ASSIGNMENT: Bring together every line in the data that includes "DomElement".

= Beginning of Section =

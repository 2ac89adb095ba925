//! Click-target lookup by visible text

use crate::labels::recover_label;
use crate::similarity::similarity;
use crate::tiers::{id_selector, index_selector};
use probe_core::{DomElement, DomSnapshot};

/// Trailing words that name a role rather than the element's text
const ROLE_WORDS: &[&str] = &[
    "button", "btn", "link", "checkbox", "box", "tab", "icon", "radio", "option", "menu", "item",
];

const SUBMIT_WORDS: &[&str] = &["submit", "send", "continue", "sign up", "register", "log in", "login", "sign in"];

/// Role hinted by a trailing word
#[derive(Debug, Clone, Copy, PartialEq, Eq)]
pub enum RoleHint {
    Button,
    Link,
    Checkbox,
    Radio,
    Any,
}

/// Split "Sign In button" into ("sign in", Button)
pub fn strip_role(target: &str) -> (String, RoleHint) {
    let lowered = target.trim().to_lowercase();
    let mut words: Vec<&str> = lowered.split_whitespace().collect();
    let mut hint = RoleHint::Any;
    while words.len() > 1 {
        let Some(last) = words.last().copied() else { break };
        if !ROLE_WORDS.contains(&last) {
            break;
        }
        if hint == RoleHint::Any {
            hint = match last {
                "button" | "btn" => RoleHint::Button,
                "link" => RoleHint::Link,
                "checkbox" | "box" => RoleHint::Checkbox,
                "radio" | "option" => RoleHint::Radio,
                _ => RoleHint::Any,
            };
        }
        words.pop();
    }
    (words.join(" "), hint)
}

/// Strings that are already selectors rather than human text
pub fn looks_like_selector(target: &str) -> bool {
    let t = target.trim();
    t.starts_with('#')
        || t.starts_with('.')
        || t.starts_with('[')
        || t.starts_with("//")
        || t.contains("[")
        || t.contains(" > ")
        || (t.contains(':') && !t.contains(' '))
}

fn role_fits(elem: &DomElement, hint: RoleHint) -> bool {
    match hint {
        RoleHint::Any => elem.is_clickable(),
        RoleHint::Button => {
            elem.is_submit()
                || elem.tag == "button"
                || (elem.tag == "input" && matches!(elem.declared_type().as_str(), "button" | "reset" | "image"))
                || elem.attr("role") == Some("button")
        }
        RoleHint::Link => elem.tag == "a" || elem.attr("role") == Some("link"),
        RoleHint::Checkbox => elem.is_checkbox() || elem.attr("role") == Some("checkbox"),
        RoleHint::Radio => elem.is_radio(),
    }
}

/// Text a user would use to name this element
fn names(page: &DomSnapshot, elem: &DomElement) -> Vec<String> {
    let mut names = Vec::new();
    if let Some(text) = elem.visible_text() {
        names.push(text.to_string());
    }
    let deep = page.deep_text(elem.index);
    if !deep.is_empty() {
        names.push(deep);
    }
    if elem.is_checkbox() || elem.is_radio() {
        if let Some(label) = recover_label(page, elem.index) {
            names.push(label);
        }
    }
    for attr in ["aria-label", "title", "name", "id", "value"] {
        if let Some(v) = elem.attr(attr).filter(|v| !v.is_empty()) {
            names.push(v.replace(|c: char| c == '-' || c == '_', " "));
        }
    }
    names
}

fn score(page: &DomSnapshot, elem: &DomElement, wanted: &str) -> f64 {
    let best = names(page, elem)
        .iter()
        .map(|name| {
            let name = name.to_lowercase();
            if name == wanted {
                1.0
            } else if name.contains(wanted) || (wanted.contains(name.as_str()) && name.len() > 2) {
                0.8
            } else {
                similarity(&name, wanted) * 0.7
            }
        })
        .fold(0.0, f64::max);
    let submit_bonus = if elem.is_submit() && SUBMIT_WORDS.contains(&wanted) {
        0.5
    } else {
        0.0
    };
    best.max(submit_bonus)
}

/// Primary selector for an element
pub fn element_selector(elem: &DomElement) -> String {
    match elem.id.as_deref().filter(|id| !id.is_empty()) {
        Some(id) => id_selector(id),
        None => index_selector(elem.index),
    }
}

/// Selectors for the elements best matching `target`, best first.
///
/// Selector-looking targets pass through unchanged.
pub fn resolve_clickable(page: &DomSnapshot, target: &str) -> Vec<String> {
    if looks_like_selector(target) {
        return vec![target.trim().to_string()];
    }
    let (wanted, hint) = strip_role(target);
    if wanted.is_empty() {
        return Vec::new();
    }

    let mut scored: Vec<(f64, &DomElement)> = page
        .elements
        .iter()
        .filter(|e| role_fits(e, hint))
        .map(|e| (score(page, e, &wanted), e))
        .filter(|(s, _)| *s >= 0.5)
        .collect();
    // Stable sort keeps document order among equal scores
    scored.sort_by(|a, b| b.0.partial_cmp(&a.0).unwrap_or(std::cmp::Ordering::Equal));

    let mut selectors = Vec::new();
    for (_, elem) in scored.into_iter().take(3) {
        let sel = element_selector(elem);
        if !selectors.contains(&sel) {
            selectors.push(sel);
        }
        let fallback = index_selector(elem.index);
        if !selectors.contains(&fallback) {
            selectors.push(fallback);
        }
    }
    selectors
}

= End of Section =

SOLVED PROBLEM:
use probe_core::{DomElement, DomSnapshot};
fn role_fits(elem: &DomElement, hint: RoleHint) -> bool {
fn names(page: &DomSnapshot, elem: &DomElement) -> Vec<String> {
fn score(page: &DomSnapshot, elem: &DomElement, wanted: &str) -> f64 {
pub fn element_selector(elem: &DomElement) -> String {
    let mut scored: Vec<(f64, &DomElement)> = page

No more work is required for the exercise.